=== Available data ===
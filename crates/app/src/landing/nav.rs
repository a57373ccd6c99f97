use dioxus::prelude::*;
use dioxus_free_icons::icons::ld_icons::LdCrown;
use dioxus_free_icons::Icon;
use shared_types::NavLink;

/// Fixed top bar with the brand mark and in-page anchor links.
#[component]
pub fn SiteNav(brand: String, links: Vec<NavLink>) -> Element {
    rsx! {
        nav { class: "site-nav",
            div { class: "site-nav-inner",
                a { class: "site-nav-brand", href: "#",
                    span { class: "site-nav-mark",
                        Icon::<LdCrown> { icon: LdCrown, width: 32, height: 32 }
                    }
                    span { class: "site-nav-name", "{brand}" }
                }
                ul { class: "site-nav-links",
                    for link in links {
                        li { key: "{link.href}",
                            a { href: "{link.href}", "{link.label}" }
                        }
                    }
                }
            }
        }
    }
}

=== Activity ===
Return every line above exactly.

=== Solution for this problem ===
filename crates/app/src/landing/nav.rs
repository a57373ccd6c99f97
use dioxus::prelude::*;
use dioxus_free_icons::icons::ld_icons::LdCrown;
use dioxus_free_icons::Icon;
use shared_types::NavLink;

/// Fixed top bar with the brand mark and in-page anchor links.
#[component]
pub fn SiteNav(brand: String, links: Vec<NavLink>) -> Element {
    rsx! {
        nav { class: "site-nav",
            div { class: "site-nav-inner",
                a { class: "site-nav-brand", href: "#",
                    span { class: "site-nav-mark",
                        Icon::<LdCrown> { icon: LdCrown, width: 32, height: 32 }
                    }
                    span { class: "site-nav-name", "{brand}" }
                }
                ul { class: "site-nav-links",
                    for link in links {
                        li { key: "{link.href}",
                            a { href: "{link.href}", "{link.label}" }
                        }
                    }
                }
            }
        }
    }
}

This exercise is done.